(ACTIVITY):
Give back all the entries below. Omit none of them.

(GIVEN DATA):
::::

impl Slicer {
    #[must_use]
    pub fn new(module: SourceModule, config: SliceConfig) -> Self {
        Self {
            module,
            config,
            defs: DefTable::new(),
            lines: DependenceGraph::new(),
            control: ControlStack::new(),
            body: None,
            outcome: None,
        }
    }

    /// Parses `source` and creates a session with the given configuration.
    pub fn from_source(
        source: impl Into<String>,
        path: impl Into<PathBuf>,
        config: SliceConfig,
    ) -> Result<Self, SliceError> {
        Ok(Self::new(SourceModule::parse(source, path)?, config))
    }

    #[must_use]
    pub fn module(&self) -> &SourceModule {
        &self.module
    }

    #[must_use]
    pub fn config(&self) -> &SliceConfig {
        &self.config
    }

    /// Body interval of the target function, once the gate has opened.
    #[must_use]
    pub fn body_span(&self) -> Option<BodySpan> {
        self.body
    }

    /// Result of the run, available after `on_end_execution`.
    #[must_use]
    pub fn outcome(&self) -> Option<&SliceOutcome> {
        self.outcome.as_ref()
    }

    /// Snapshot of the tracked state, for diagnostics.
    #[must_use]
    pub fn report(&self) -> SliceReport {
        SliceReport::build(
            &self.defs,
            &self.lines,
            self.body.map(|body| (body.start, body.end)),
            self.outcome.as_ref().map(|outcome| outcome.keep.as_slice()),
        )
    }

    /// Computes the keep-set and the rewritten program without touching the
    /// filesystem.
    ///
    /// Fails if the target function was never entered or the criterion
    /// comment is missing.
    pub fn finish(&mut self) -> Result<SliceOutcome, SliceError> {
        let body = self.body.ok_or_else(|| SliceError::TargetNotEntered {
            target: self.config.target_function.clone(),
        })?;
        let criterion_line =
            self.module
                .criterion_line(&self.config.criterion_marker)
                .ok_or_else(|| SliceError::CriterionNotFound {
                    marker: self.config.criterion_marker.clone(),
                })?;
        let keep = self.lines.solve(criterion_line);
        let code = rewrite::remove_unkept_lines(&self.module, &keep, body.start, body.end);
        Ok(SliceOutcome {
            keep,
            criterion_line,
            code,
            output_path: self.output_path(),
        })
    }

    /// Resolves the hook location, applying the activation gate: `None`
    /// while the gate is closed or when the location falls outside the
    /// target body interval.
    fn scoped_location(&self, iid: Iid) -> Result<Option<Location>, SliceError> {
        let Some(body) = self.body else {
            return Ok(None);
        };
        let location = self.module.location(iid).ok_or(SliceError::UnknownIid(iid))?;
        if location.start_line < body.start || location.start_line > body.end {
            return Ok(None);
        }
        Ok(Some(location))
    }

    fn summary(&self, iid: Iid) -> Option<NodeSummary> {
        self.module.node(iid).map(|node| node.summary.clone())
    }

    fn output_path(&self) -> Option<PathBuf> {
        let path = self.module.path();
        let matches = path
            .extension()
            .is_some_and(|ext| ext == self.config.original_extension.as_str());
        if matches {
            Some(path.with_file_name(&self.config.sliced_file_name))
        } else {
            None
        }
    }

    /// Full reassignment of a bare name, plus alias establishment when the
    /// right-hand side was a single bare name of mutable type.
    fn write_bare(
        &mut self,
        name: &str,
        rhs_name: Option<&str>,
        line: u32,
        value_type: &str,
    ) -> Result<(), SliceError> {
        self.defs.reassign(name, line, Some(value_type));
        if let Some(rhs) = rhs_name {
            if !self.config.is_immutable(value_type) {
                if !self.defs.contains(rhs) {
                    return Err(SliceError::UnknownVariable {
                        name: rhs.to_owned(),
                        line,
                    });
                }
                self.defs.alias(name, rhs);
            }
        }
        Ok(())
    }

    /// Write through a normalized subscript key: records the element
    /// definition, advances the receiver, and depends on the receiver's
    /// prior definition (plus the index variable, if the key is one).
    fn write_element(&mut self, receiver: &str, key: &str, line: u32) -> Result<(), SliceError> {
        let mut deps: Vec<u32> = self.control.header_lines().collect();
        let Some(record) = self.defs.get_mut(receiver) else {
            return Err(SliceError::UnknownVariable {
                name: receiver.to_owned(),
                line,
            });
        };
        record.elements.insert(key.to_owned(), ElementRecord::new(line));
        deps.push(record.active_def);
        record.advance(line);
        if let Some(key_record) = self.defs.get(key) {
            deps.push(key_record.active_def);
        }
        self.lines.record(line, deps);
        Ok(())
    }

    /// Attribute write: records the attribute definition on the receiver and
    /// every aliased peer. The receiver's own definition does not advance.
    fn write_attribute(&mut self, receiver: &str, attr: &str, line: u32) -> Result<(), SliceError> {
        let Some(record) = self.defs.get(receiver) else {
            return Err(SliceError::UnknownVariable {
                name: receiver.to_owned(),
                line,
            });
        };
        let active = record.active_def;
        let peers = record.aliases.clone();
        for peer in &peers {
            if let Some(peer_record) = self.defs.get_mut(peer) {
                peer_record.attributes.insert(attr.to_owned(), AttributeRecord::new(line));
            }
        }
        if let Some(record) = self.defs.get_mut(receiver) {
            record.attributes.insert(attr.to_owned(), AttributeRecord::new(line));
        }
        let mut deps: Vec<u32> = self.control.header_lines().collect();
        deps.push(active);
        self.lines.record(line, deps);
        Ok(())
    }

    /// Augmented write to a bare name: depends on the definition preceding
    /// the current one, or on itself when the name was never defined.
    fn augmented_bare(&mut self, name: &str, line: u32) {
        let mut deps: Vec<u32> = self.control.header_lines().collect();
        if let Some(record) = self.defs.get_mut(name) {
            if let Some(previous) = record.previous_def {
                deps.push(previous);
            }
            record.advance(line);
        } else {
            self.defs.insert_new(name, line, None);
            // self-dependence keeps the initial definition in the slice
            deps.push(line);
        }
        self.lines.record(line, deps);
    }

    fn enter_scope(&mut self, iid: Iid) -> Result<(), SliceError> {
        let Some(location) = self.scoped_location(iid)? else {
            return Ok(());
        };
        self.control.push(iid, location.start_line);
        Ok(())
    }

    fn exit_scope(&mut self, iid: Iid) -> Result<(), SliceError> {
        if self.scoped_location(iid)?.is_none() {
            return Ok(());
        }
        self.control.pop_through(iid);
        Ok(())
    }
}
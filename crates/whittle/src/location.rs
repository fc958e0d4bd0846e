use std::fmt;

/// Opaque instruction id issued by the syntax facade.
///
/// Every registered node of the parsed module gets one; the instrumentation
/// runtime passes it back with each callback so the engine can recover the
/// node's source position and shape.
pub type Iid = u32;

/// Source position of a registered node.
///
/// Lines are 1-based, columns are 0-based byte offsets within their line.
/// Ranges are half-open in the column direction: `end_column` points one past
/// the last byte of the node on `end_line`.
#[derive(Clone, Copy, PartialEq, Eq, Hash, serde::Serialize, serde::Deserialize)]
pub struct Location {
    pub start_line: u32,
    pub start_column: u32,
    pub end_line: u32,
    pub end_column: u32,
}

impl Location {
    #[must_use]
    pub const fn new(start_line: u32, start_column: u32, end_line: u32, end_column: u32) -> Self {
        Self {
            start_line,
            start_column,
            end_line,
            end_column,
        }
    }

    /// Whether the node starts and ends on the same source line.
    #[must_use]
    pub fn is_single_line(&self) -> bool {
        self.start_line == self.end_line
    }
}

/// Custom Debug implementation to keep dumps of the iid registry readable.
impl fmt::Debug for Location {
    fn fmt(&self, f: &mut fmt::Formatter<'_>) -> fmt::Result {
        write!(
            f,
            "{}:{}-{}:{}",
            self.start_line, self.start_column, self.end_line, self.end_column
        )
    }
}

::::

(OUTPUT BELOW):
impl Slicer {
    #[must_use]
    pub fn new(module: SourceModule, config: SliceConfig) -> Self {
        Self {
            module,
            config,
            defs: DefTable::new(),
            lines: DependenceGraph::new(),
            control: ControlStack::new(),
            body: None,
            outcome: None,
        }
    }

    /// Parses `source` and creates a session with the given configuration.
    pub fn from_source(
        source: impl Into<String>,
        path: impl Into<PathBuf>,
        config: SliceConfig,
    ) -> Result<Self, SliceError> {
        Ok(Self::new(SourceModule::parse(source, path)?, config))
    }

    #[must_use]
    pub fn module(&self) -> &SourceModule {
        &self.module
    }

    #[must_use]
    pub fn config(&self) -> &SliceConfig {
        &self.config
    }

    /// Body interval of the target function, once the gate has opened.
    #[must_use]
    pub fn body_span(&self) -> Option<BodySpan> {
        self.body
    }

    /// Result of the run, available after `on_end_execution`.
    #[must_use]
    pub fn outcome(&self) -> Option<&SliceOutcome> {
        self.outcome.as_ref()
    }

    /// Snapshot of the tracked state, for diagnostics.
    #[must_use]
    pub fn report(&self) -> SliceReport {
        SliceReport::build(
            &self.defs,
            &self.lines,
            self.body.map(|body| (body.start, body.end)),
            self.outcome.as_ref().map(|outcome| outcome.keep.as_slice()),
        )
    }

    /// Computes the keep-set and the rewritten program without touching the
    /// filesystem.
    ///
    /// Fails if the target function was never entered or the criterion
    /// comment is missing.
    pub fn finish(&mut self) -> Result<SliceOutcome, SliceError> {
        let body = self.body.ok_or_else(|| SliceError::TargetNotEntered {
            target: self.config.target_function.clone(),
        })?;
        let criterion_line =
            self.module
                .criterion_line(&self.config.criterion_marker)
                .ok_or_else(|| SliceError::CriterionNotFound {
                    marker: self.config.criterion_marker.clone(),
                })?;
        let keep = self.lines.solve(criterion_line);
        let code = rewrite::remove_unkept_lines(&self.module, &keep, body.start, body.end);
        Ok(SliceOutcome {
            keep,
            criterion_line,
            code,
            output_path: self.output_path(),
        })
    }

    /// Resolves the hook location, applying the activation gate: `None`
    /// while the gate is closed or when the location falls outside the
    /// target body interval.
    fn scoped_location(&self, iid: Iid) -> Result<Option<Location>, SliceError> {
        let Some(body) = self.body else {
            return Ok(None);
        };
        let location = self.module.location(iid).ok_or(SliceError::UnknownIid(iid))?;
        if location.start_line < body.start || location.start_line > body.end {
            return Ok(None);
        }
        Ok(Some(location))
    }

    fn summary(&self, iid: Iid) -> Option<NodeSummary> {
        self.module.node(iid).map(|node| node.summary.clone())
    }

    fn output_path(&self) -> Option<PathBuf> {
        let path = self.module.path();
        let matches = path
            .extension()
            .is_some_and(|ext| ext == self.config.original_extension.as_str());
        if matches {
            Some(path.with_file_name(&self.config.sliced_file_name))
        } else {
            None
        }
    }

    /// Full reassignment of a bare name, plus alias establishment when the
    /// right-hand side was a single bare name of mutable type.
    fn write_bare(
        &mut self,
        name: &str,
        rhs_name: Option<&str>,
        line: u32,
        value_type: &str,
    ) -> Result<(), SliceError> {
        self.defs.reassign(name, line, Some(value_type));
        if let Some(rhs) = rhs_name {
            if !self.config.is_immutable(value_type) {
                if !self.defs.contains(rhs) {
                    return Err(SliceError::UnknownVariable {
                        name: rhs.to_owned(),
                        line,
                    });
                }
                self.defs.alias(name, rhs);
            }
        }
        Ok(())
    }

    /// Write through a normalized subscript key: records the element
    /// definition, advances the receiver, and depends on the receiver's
    /// prior definition (plus the index variable, if the key is one).
    fn write_element(&mut self, receiver: &str, key: &str, line: u32) -> Result<(), SliceError> {
        let mut deps: Vec<u32> = self.control.header_lines().collect();
        let Some(record) = self.defs.get_mut(receiver) else {
            return Err(SliceError::UnknownVariable {
                name: receiver.to_owned(),
                line,
            });
        };
        record.elements.insert(key.to_owned(), ElementRecord::new(line));
        deps.push(record.active_def);
        record.advance(line);
        if let Some(key_record) = self.defs.get(key) {
            deps.push(key_record.active_def);
        }
        self.lines.record(line, deps);
        Ok(())
    }

    /// Attribute write: records the attribute definition on the receiver and
    /// every aliased peer. The receiver's own definition does not advance.
    fn write_attribute(&mut self, receiver: &str, attr: &str, line: u32) -> Result<(), SliceError> {
        let Some(record) = self.defs.get(receiver) else {
            return Err(SliceError::UnknownVariable {
                name: receiver.to_owned(),
                line,
            });
        };
        let active = record.active_def;
        let peers = record.aliases.clone();
        for peer in &peers {
            if let Some(peer_record) = self.defs.get_mut(peer) {
                peer_record.attributes.insert(attr.to_owned(), AttributeRecord::new(line));
            }
        }
        if let Some(record) = self.defs.get_mut(receiver) {
            record.attributes.insert(attr.to_owned(), AttributeRecord::new(line));
        }
        let mut deps: Vec<u32> = self.control.header_lines().collect();
        deps.push(active);
        self.lines.record(line, deps);
        Ok(())
    }

    /// Augmented write to a bare name: depends on the definition preceding
    /// the current one, or on itself when the name was never defined.
    fn augmented_bare(&mut self, name: &str, line: u32) {
        let mut deps: Vec<u32> = self.control.header_lines().collect();
        if let Some(record) = self.defs.get_mut(name) {
            if let Some(previous) = record.previous_def {
                deps.push(previous);
            }
            record.advance(line);
        } else {
            self.defs.insert_new(name, line, None);
            // self-dependence keeps the initial definition in the slice
            deps.push(line);
        }
        self.lines.record(line, deps);
    }

    fn enter_scope(&mut self, iid: Iid) -> Result<(), SliceError> {
        let Some(location) = self.scoped_location(iid)? else {
            return Ok(());
        };
        self.control.push(iid, location.start_line);
        Ok(())
    }

    fn exit_scope(&mut self, iid: Iid) -> Result<(), SliceError> {
        if self.scoped_location(iid)?.is_none() {
            return Ok(());
        }
        self.control.pop_through(iid);
        Ok(())
    }
}
filename crates/whittle/src/location.rs
repository fc958e0d4bd0846e
use std::fmt;

/// Opaque instruction id issued by the syntax facade.
///
/// Every registered node of the parsed module gets one; the instrumentation
/// runtime passes it back with each callback so the engine can recover the
/// node's source position and shape.
pub type Iid = u32;

/// Source position of a registered node.
///
/// Lines are 1-based, columns are 0-based byte offsets within their line.
/// Ranges are half-open in the column direction: `end_column` points one past
/// the last byte of the node on `end_line`.
#[derive(Clone, Copy, PartialEq, Eq, Hash, serde::Serialize, serde::Deserialize)]
pub struct Location {
    pub start_line: u32,
    pub start_column: u32,
    pub end_line: u32,
    pub end_column: u32,
}

impl Location {
    #[must_use]
    pub const fn new(start_line: u32, start_column: u32, end_line: u32, end_column: u32) -> Self {
        Self {
            start_line,
            start_column,
            end_line,
            end_column,
        }
    }

    /// Whether the node starts and ends on the same source line.
    #[must_use]
    pub fn is_single_line(&self) -> bool {
        self.start_line == self.end_line
    }
}

/// Custom Debug implementation to keep dumps of the iid registry readable.
impl fmt::Debug for Location {
    fn fmt(&self, f: &mut fmt::Formatter<'_>) -> fmt::Result {
        write!(
            f,
            "{}:{}-{}:{}",
            self.start_line, self.start_column, self.end_line, self.end_column
        )
    }
}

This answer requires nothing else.